Appendice 4 : argument du Thyeste de Monléon §
Acte I - Exposition de la vengeance d’Atrée et de ses complices §
Dans son monologue inaugural, Atrée laisse libre cours à sa fureur vengeresse dont il expose les principes : surpasser son aïeul Tantale en commettant un crime inégalé et « perdre les innocents » en sacrifiant les deux enfants incestueux de Thyeste et Mérope (scène 1). Suit la mise à l’épreuve de ses deux complices, Criton et Mélinthe. Atrée commence par Criton. Il lui rappelle les crimes de son frère (vol de la toison, adultère) puis lui dévoile le piège tendu à ce dernier pour le faire revenir à la cour : il lui a proposé le partage du trône et le piège a fonctionné. En témoigne la « Lettre de Thyeste » que lit Atrée où son frère annonce que ses deux enfants le précèdent en gage de bonne volonté. Atrée s’enquiert de la fidélité de son confident. Celui-ci oppose à son roi des arguments d’ordre public et privé : un souverain ne peut commettre un crime, un frère doit pardonner son frère. Mais le confident finit par se rallier à la cause de son roi (scène 2). Criton parti quérir la seconde complice, Atrée seul, effrayé par ses propres desseins se persuade - avec succès - de la nécessité de sacrifier les enfants de son frère (scène 3). Criton revient accompagné de Mélinthe, confidente de la reine Mérope. Atrée, sous la forme d’un chantage à peine déguisé, demande main forte à Mélinthe : soit elle accepte de participer au meurtre des enfants et elle deviendra reine, soit elle refuse et elle mourra (scène 4). Mélinthe, laissée seule, résout ce dilemme en se ralliant à la cause du roi (scène 5). Craignant toutefois de paraître trop prompte et intéressée, elle feint quelques réticences auprès de Criton venu lui apporter les fruits empoisonnés destinés aux enfants. Mélinthe finit par les prendre (scène 6). Criton, resté seul, hésite à son tour (scène 7) lorsque la venue de Lycostène, confident de Thyeste, vient l’interrompre pour annoncer l’arrivée prochaine de son maître. Il lui confirme que Thyeste s’est fait précéder de ses deux enfants (scène 8).

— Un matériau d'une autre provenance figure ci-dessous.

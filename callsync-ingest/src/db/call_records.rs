//! Ingestion record store
//!
//! One row per provider call. Two mechanisms keep concurrent runs from
//! corrupting a record:
//!
//! - **Lease**: a run claims a row (`claimed_by`, `claim_expires_at`) with a
//!   single conditional `UPDATE` before working on the call. Only one owner
//!   holds an unexpired claim; ANALYZED rows are never claimable.
//! - **Compare-and-set**: every update carries the `version` it was read at
//!   and bumps it. A stale writer gets `Error::Conflict`.

use callsync_common::time::{format_timestamp, parse_timestamp};
use callsync_common::{Error, Result};
use chrono::{DateTime, Utc};
use sqlx::sqlite::SqliteRow;
use sqlx::{Row, SqlitePool};
use std::collections::BTreeMap;
use std::time::Duration;
use uuid::Uuid;

use crate::models::{CallMetadata, CallRecord, CallStatus, StorageRef};
use crate::utils::retry_on_lock;

const DEFAULT_MAX_LOCK_WAIT_MS: u64 = 5000;

const SELECT_COLUMNS: &str = "external_call_id, occurred_at, status, failure_reason, attempts, \
     storage_ref, metadata, version, created_at, updated_at";

/// Durable per-call state keyed by external call ID
#[derive(Clone)]
pub struct CallRecordStore {
    pool: SqlitePool,
    max_lock_wait_ms: u64,
}

impl CallRecordStore {
    pub fn new(pool: SqlitePool) -> Self {
        Self {
            pool,
            max_lock_wait_ms: DEFAULT_MAX_LOCK_WAIT_MS,
        }
    }

    pub fn with_max_lock_wait_ms(mut self, max_lock_wait_ms: u64) -> Self {
        self.max_lock_wait_ms = max_lock_wait_ms;
        self
    }

    pub fn pool(&self) -> &SqlitePool {
        &self.pool
    }

    /// Insert or update a record, returning the persisted row
    ///
    /// Updates are validated against the stored row (status transition,
    /// immutable `occurred_at`, non-decreasing `attempts`) and applied only
    /// if the stored `version` still equals `record.version`.
    pub async fn upsert(&self, record: &CallRecord) -> Result<CallRecord> {
        match self.get(&record.external_call_id).await? {
            None => self.insert(record).await,
            Some(current) => {
                validate_update(&current, record)?;
                self.compare_and_set(record).await
            }
        }
    }

    async fn insert(&self, record: &CallRecord) -> Result<CallRecord> {
        let now = Utc::now();
        let metadata = encode_metadata(record.metadata.as_ref())?;
        let failure_reason = failure_reason_for(record);
        let storage_ref = record.storage_ref.as_ref().map(|r| r.as_str().to_string());
        let occurred_at = format_timestamp(&record.occurred_at);
        let now_str = format_timestamp(&now);

        let rows = retry_on_lock("call_record_insert", self.max_lock_wait_ms, || async {
            let result = sqlx::query(
                r#"
                INSERT INTO call_records (
                    external_call_id, occurred_at, status, failure_reason, attempts,
                    storage_ref, metadata, version, created_at, updated_at
                ) VALUES (?, ?, ?, ?, ?, ?, ?, 1, ?, ?)
                ON CONFLICT(external_call_id) DO NOTHING
                "#,
            )
            .bind(&record.external_call_id)
            .bind(&occurred_at)
            .bind(record.status.as_str())
            .bind(&failure_reason)
            .bind(record.attempts as i64)
            .bind(&storage_ref)
            .bind(&metadata)
            .bind(&now_str)
            .bind(&now_str)
            .execute(&self.pool)
            .await?;
            Ok(result.rows_affected())
        })
        .await?;

        if rows == 0 {
            return Err(Error::Conflict(format!(
                "Call record {} was created concurrently",
                record.external_call_id
            )));
        }

        self.require(&record.external_call_id).await
    }

    async fn compare_and_set(&self, record: &CallRecord) -> Result<CallRecord> {
        let metadata = encode_metadata(record.metadata.as_ref())?;
        let failure_reason = failure_reason_for(record);
        let storage_ref = record.storage_ref.as_ref().map(|r| r.as_str().to_string());
        let now_str = format_timestamp(&Utc::now());

        let rows = retry_on_lock("call_record_update", self.max_lock_wait_ms, || async {
            let result = sqlx::query(
                r#"
                UPDATE call_records SET
                    status = ?,
                    failure_reason = ?,
                    attempts = ?,
                    storage_ref = ?,
                    metadata = COALESCE(?, metadata),
                    version = version + 1,
                    updated_at = ?
                WHERE external_call_id = ? AND version = ?
                "#,
            )
            .bind(record.status.as_str())
            .bind(&failure_reason)
            .bind(record.attempts as i64)
            .bind(&storage_ref)
            .bind(&metadata)
            .bind(&now_str)
            .bind(&record.external_call_id)
            .bind(record.version)
            .execute(&self.pool)
            .await?;
            Ok(result.rows_affected())
        })
        .await?;

        if rows == 0 {
            return Err(Error::Conflict(format!(
                "Call record {} changed since version {}",
                record.external_call_id, record.version
            )));
        }

        self.require(&record.external_call_id).await
    }

    /// Create a DISCOVERED record unless one already exists
    ///
    /// Returns `true` when a new row was inserted.
    pub async fn insert_discovered(&self, metadata: &CallMetadata) -> Result<bool> {
        let now_str = format_timestamp(&Utc::now());
        let occurred_at = format_timestamp(&metadata.start_time);
        let encoded = encode_metadata(Some(metadata))?;

        retry_on_lock("call_record_discover", self.max_lock_wait_ms, || async {
            let result = sqlx::query(
                r#"
                INSERT INTO call_records (
                    external_call_id, occurred_at, status, attempts, metadata,
                    version, created_at, updated_at
                ) VALUES (?, ?, 'DISCOVERED', 0, ?, 1, ?, ?)
                ON CONFLICT(external_call_id) DO NOTHING
                "#,
            )
            .bind(&metadata.request_id)
            .bind(&occurred_at)
            .bind(&encoded)
            .bind(&now_str)
            .bind(&now_str)
            .execute(&self.pool)
            .await?;
            Ok(result.rows_affected() == 1)
        })
        .await
    }

    pub async fn get(&self, external_call_id: &str) -> Result<Option<CallRecord>> {
        let row = sqlx::query(&format!(
            "SELECT {} FROM call_records WHERE external_call_id = ?",
            SELECT_COLUMNS
        ))
        .bind(external_call_id)
        .fetch_optional(&self.pool)
        .await?;

        row.as_ref().map(record_from_row).transpose()
    }

    async fn require(&self, external_call_id: &str) -> Result<CallRecord> {
        self.get(external_call_id)
            .await?
            .ok_or_else(|| Error::NotFound(format!("Call record {}", external_call_id)))
    }

    /// Records in `status` with `start <= occurred_at < end`, oldest first
    pub async fn find_by_status_and_window(
        &self,
        status: CallStatus,
        start: DateTime<Utc>,
        end: DateTime<Utc>,
    ) -> Result<Vec<CallRecord>> {
        self.find_by_statuses_and_window(&[status], start, end).await
    }

    /// Records in any of `statuses` with `start <= occurred_at < end`, oldest first
    pub async fn find_by_statuses_and_window(
        &self,
        statuses: &[CallStatus],
        start: DateTime<Utc>,
        end: DateTime<Utc>,
    ) -> Result<Vec<CallRecord>> {
        if statuses.is_empty() {
            return Ok(Vec::new());
        }

        let placeholders = vec!["?"; statuses.len()].join(", ");
        let sql = format!(
            "SELECT {} FROM call_records \
             WHERE status IN ({}) AND occurred_at >= ? AND occurred_at < ? \
             ORDER BY occurred_at ASC, external_call_id ASC",
            SELECT_COLUMNS, placeholders
        );

        let mut query = sqlx::query(&sql);
        for status in statuses {
            query = query.bind(status.as_str());
        }
        let rows = query
            .bind(format_timestamp(&start))
            .bind(format_timestamp(&end))
            .fetch_all(&self.pool)
            .await?;

        rows.iter().map(record_from_row).collect()
    }

    /// Records in any of `statuses` with `occurred_at < cutoff`, oldest first
    pub async fn find_by_statuses_before(
        &self,
        statuses: &[CallStatus],
        cutoff: DateTime<Utc>,
    ) -> Result<Vec<CallRecord>> {
        if statuses.is_empty() {
            return Ok(Vec::new());
        }

        let placeholders = vec!["?"; statuses.len()].join(", ");
        let sql = format!(
            "SELECT {} FROM call_records \
             WHERE status IN ({}) AND occurred_at < ? \
             ORDER BY occurred_at ASC, external_call_id ASC",
            SELECT_COLUMNS, placeholders
        );

        let mut query = sqlx::query(&sql);
        for status in statuses {
            query = query.bind(status.as_str());
        }
        let rows = query
            .bind(format_timestamp(&cutoff))
            .fetch_all(&self.pool)
            .await?;

        rows.iter().map(record_from_row).collect()
    }

    /// Try to take the per-call lease for `owner`
    ///
    /// Granted when the row is unclaimed, already held by `owner`, or the
    /// previous claim expired. Never granted for ANALYZED rows or missing IDs.
    pub async fn try_claim(&self, external_call_id: &str, owner: Uuid, lease: Duration) -> Result<bool> {
        let now = Utc::now();
        let lease = chrono::Duration::from_std(lease)
            .map_err(|e| Error::InvalidInput(format!("Invalid claim lease: {}", e)))?;
        let expires_at = format_timestamp(&(now + lease));
        let now_str = format_timestamp(&now);
        let owner = owner.to_string();

        retry_on_lock("call_record_claim", self.max_lock_wait_ms, || async {
            let result = sqlx::query(
                r#"
                UPDATE call_records
                SET claimed_by = ?, claim_expires_at = ?
                WHERE external_call_id = ?
                  AND status != 'ANALYZED'
                  AND (claimed_by IS NULL OR claimed_by = ? OR claim_expires_at < ?)
                "#,
            )
            .bind(&owner)
            .bind(&expires_at)
            .bind(external_call_id)
            .bind(&owner)
            .bind(&now_str)
            .execute(&self.pool)
            .await?;
            Ok(result.rows_affected() == 1)
        })
        .await
    }

    /// Drop the lease if `owner` still holds it
    pub async fn release_claim(&self, external_call_id: &str, owner: Uuid) -> Result<()> {
        let owner = owner.to_string();

        retry_on_lock("call_record_release", self.max_lock_wait_ms, || async {
            sqlx::query(
                "UPDATE call_records SET claimed_by = NULL, claim_expires_at = NULL \
                 WHERE external_call_id = ? AND claimed_by = ?",
            )
            .bind(external_call_id)
            .bind(&owner)
            .execute(&self.pool)
            .await?;
            Ok(())
        })
        .await
    }

    /// Number of records per status
    pub async fn status_counts(&self) -> Result<BTreeMap<String, i64>> {
        let rows = sqlx::query("SELECT status, COUNT(*) AS n FROM call_records GROUP BY status")
            .fetch_all(&self.pool)
            .await?;

        Ok(rows
            .iter()
            .map(|row| (row.get::<String, _>("status"), row.get::<i64, _>("n")))
            .collect())
    }
}

fn validate_update(current: &CallRecord, next: &CallRecord) -> Result<()> {
    if next.version != current.version {
        return Err(Error::Conflict(format!(
            "Call record {} is at version {}, update was based on {}",
            current.external_call_id, current.version, next.version
        )));
    }
    if !current.status.can_transition_to(next.status) {
        return Err(Error::InvalidInput(format!(
            "Call {}: illegal status transition {} -> {}",
            current.external_call_id, current.status, next.status
        )));
    }
    if format_timestamp(&current.occurred_at) != format_timestamp(&next.occurred_at) {
        return Err(Error::InvalidInput(format!(
            "Call {}: occurred_at is immutable",
            current.external_call_id
        )));
    }
    if next.attempts < current.attempts {
        return Err(Error::InvalidInput(format!(
            "Call {}: attempts cannot decrease ({} -> {})",
            current.external_call_id, current.attempts, next.attempts
        )));
    }
    Ok(())
}

/// Failure reasons are kept only while FAILED
fn failure_reason_for(record: &CallRecord) -> Option<String> {
    if record.status == CallStatus::Failed {
        record.failure_reason.clone()
    } else {
        None
    }
}

fn encode_metadata(metadata: Option<&CallMetadata>) -> Result<Option<String>> {
    metadata
        .map(|m| {
            serde_json::to_string(m)
                .map_err(|e| Error::Internal(format!("Failed to serialize call metadata: {}", e)))
        })
        .transpose()
}

fn record_from_row(row: &SqliteRow) -> Result<CallRecord> {
    let status: String = row.get("status");
    let status = status.parse::<CallStatus>().map_err(Error::Internal)?;

    let metadata: Option<String> = row.get("metadata");
    let metadata = metadata
        .map(|m| {
            serde_json::from_str::<CallMetadata>(&m)
                .map_err(|e| Error::Internal(format!("Failed to deserialize call metadata: {}", e)))
        })
        .transpose()?;

    let attempts: i64 = row.get("attempts");
    let storage_ref: Option<String> = row.get("storage_ref");

    Ok(CallRecord {
        external_call_id: row.get("external_call_id"),
        occurred_at: parse_timestamp(&row.get::<String, _>("occurred_at"))?,
        status,
        failure_reason: row.get("failure_reason"),
        attempts: u32::try_from(attempts).unwrap_or(u32::MAX),
        storage_ref: storage_ref.map(StorageRef::new),
        metadata,
        version: row.get("version"),
        created_at: parse_timestamp(&row.get::<String, _>("created_at"))?,
        updated_at: parse_timestamp(&row.get::<String, _>("updated_at"))?,
    })
}
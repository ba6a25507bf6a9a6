//! Listing metadata for one provider call
//!
//! Captured when a call is first listed and stored alongside the record so a
//! later recovery run can stage the call without depending on the listing.

use chrono::{DateTime, Utc};
use serde::{Deserialize, Serialize};

/// Provider-side description of a call
#[derive(Debug, Clone, PartialEq, Serialize, Deserialize)]
pub struct CallMetadata {
    /// Provider call identifier (Biztel `request_id`)
    pub request_id: String,
    /// When the call started
    pub start_time: DateTime<Utc>,
    #[serde(default)]
    pub caller_id: Option<String>,
    #[serde(default)]
    pub called_id: Option<String>,
    /// Seconds in queue before pickup
    #[serde(default)]
    pub hold_time: Option<i64>,
    /// Talk time in seconds
    #[serde(default)]
    pub call_time: Option<i64>,
    #[serde(default)]
    pub account_id: Option<String>,
    #[serde(default)]
    pub account_name: Option<String>,
    #[serde(default)]
    pub queue_id: Option<i64>,
    #[serde(default)]
    pub queue_name: Option<String>,
    #[serde(default)]
    pub queue_exten: Option<String>,
    #[serde(default)]
    pub business_name: Option<String>,
    /// Queue log event that produced the entry (e.g. `COMPLETECALLER`)
    #[serde(default)]
    pub event: Option<String>,
    /// Whether the provider holds a recording for this call
    pub has_recording: bool,
}

impl CallMetadata {
    /// Metadata carrying only the identity fields
    ///
    /// Used when a record predates metadata capture.
    pub fn minimal(request_id: impl Into<String>, start_time: DateTime<Utc>) -> Self {
        Self {
            request_id: request_id.into(),
            start_time,
            caller_id: None,
            called_id: None,
            hold_time: None,
            call_time: None,
            account_id: None,
            account_name: None,
            queue_id: None,
            queue_name: None,
            queue_exten: None,
            business_name: None,
            event: None,
            has_recording: true,
        }
    }
}
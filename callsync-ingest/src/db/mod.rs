//! SQLite persistence for callsync-ingest
//!
//! Two tables: `call_records` (one row per provider call) and `batch_runs`.

pub mod batch_runs;
pub mod call_records;

pub use call_records::CallRecordStore;

use anyhow::Result;
use sqlx::sqlite::{SqliteConnectOptions, SqliteJournalMode, SqlitePoolOptions};
use sqlx::SqlitePool;
use std::path::Path;
use std::time::Duration;

/// Connections in the shared pool
const MAX_CONNECTIONS: u32 = 8;

/// Open (creating if needed) the database and ensure tables exist
pub async fn init_database_pool(db_path: &Path) -> Result<SqlitePool> {
    if let Some(parent) = db_path.parent() {
        std::fs::create_dir_all(parent)?;
    }

    tracing::debug!(path = %db_path.display(), "Connecting to database");

    let options = SqliteConnectOptions::new()
        .filename(db_path)
        .create_if_missing(true)
        .journal_mode(SqliteJournalMode::Wal)
        .busy_timeout(Duration::from_secs(5));

    let pool = SqlitePoolOptions::new()
        .max_connections(MAX_CONNECTIONS)
        .connect_with(options)
        .await?;

    init_tables(&pool).await?;

    Ok(pool)
}

/// Create tables and indexes if they don't exist
pub async fn init_tables(pool: &SqlitePool) -> Result<()> {
    sqlx::query(
        r#"
        CREATE TABLE IF NOT EXISTS call_records (
            external_call_id TEXT PRIMARY KEY,
            occurred_at TEXT NOT NULL,
            status TEXT NOT NULL,
            failure_reason TEXT,
            attempts INTEGER NOT NULL DEFAULT 0,
            storage_ref TEXT,
            metadata TEXT,
            version INTEGER NOT NULL DEFAULT 1,
            claimed_by TEXT,
            claim_expires_at TEXT,
            created_at TEXT NOT NULL,
            updated_at TEXT NOT NULL
        )
        "#,
    )
    .execute(pool)
    .await?;

    sqlx::query(
        "CREATE INDEX IF NOT EXISTS idx_call_records_status_occurred \
         ON call_records (status, occurred_at)",
    )
    .execute(pool)
    .await?;

    sqlx::query(
        r#"
        CREATE TABLE IF NOT EXISTS batch_runs (
            run_id TEXT PRIMARY KEY,
            trigger TEXT NOT NULL,
            phase TEXT NOT NULL,
            window_start TEXT NOT NULL,
            window_end TEXT NOT NULL,
            started_at TEXT NOT NULL,
            finished_at TEXT,
            outcome TEXT,
            discovered_count INTEGER NOT NULL DEFAULT 0,
            new_record_count INTEGER NOT NULL DEFAULT 0,
            processed_count INTEGER NOT NULL DEFAULT 0,
            failed_count INTEGER NOT NULL DEFAULT 0,
            skipped_count INTEGER NOT NULL DEFAULT 0,
            dispatched_count INTEGER NOT NULL DEFAULT 0,
            dispatch_rejected_count INTEGER NOT NULL DEFAULT 0,
            deadline_exceeded INTEGER NOT NULL DEFAULT 0,
            error TEXT
        )
        "#,
    )
    .execute(pool)
    .await?;

    sqlx::query(
        "CREATE INDEX IF NOT EXISTS idx_batch_runs_trigger_started \
         ON batch_runs (trigger, started_at)",
    )
    .execute(pool)
    .await?;

    tracing::info!("Database tables initialized (call_records, batch_runs)");

    Ok(())
}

Acte II - Les premières victimes §
Après avoir transmis au roi ces nouvelles, Criton rejoint Lycostène. Celui-ci fait part de son admiration pour la magnanimité d’Atrée que Criton confirme en lui rappelant les témoignages d’amour fraternel de son souverain (scène 1). Atrée confie à Lycostène un message pacifique à l’intention de Thyeste (scène 2). Sitôt le départ du messager, Atrée se réjouit de la bonne marche de son stratagème. Mais Criton lui fait part de ses réserves quant à la loyauté de Mélinthe. Atrée, lui, ne doute pas de l’ambition de cette dernière (scène 3). Justement, elle entre accompagnée de la reine. Atrée rassure Merope sur le destin de son « époux » Thyeste qui sera bientôt de retour (scène 4). Oronte annonce l’arrivée à la Cour de Théandre et Lysis, les deux enfants du couple adultère. Atrée ne les ayant jamais vus questionne Oronte à leur sujet puis l’envoie avec Criton les accueillir (scène 5). Merope déclare à Atrée qu’elle espère que ses enfants sauront plaider la cause de leur père. Atrée réitère quant à lui son impatience de les voir (scène 6). Les deux enfants apparaissent, accompagnés de leur conducteur Théombre. Ils demandent « pardon » pour leur père. Atrée les désigne comme ses héritiers (scène 7). Une fois le roi sorti, Merope demande à ses enfants des nouvelles de leur père. Elle reconnaît en eux les traits de son amant et s’empresse de les embrasser. Mélinthe les attire à elle en leur offrant les fruits empoisonnés. Les deux enfants succombent mais Mélinthe fait croire à la reine qu’il est encore temps de les sauver (scène 8). Criton, attiré par les cris, feint la surprise devant le spectacle funèbre. Il accompagne Merope et ses suivants chercher un Médecin (scène 9). Seule, Mélinthe est assaillie par les remords d’une criminelle. Mais la couronne saura « effacer » le crime devenu légitime d’une future reine (scène 10).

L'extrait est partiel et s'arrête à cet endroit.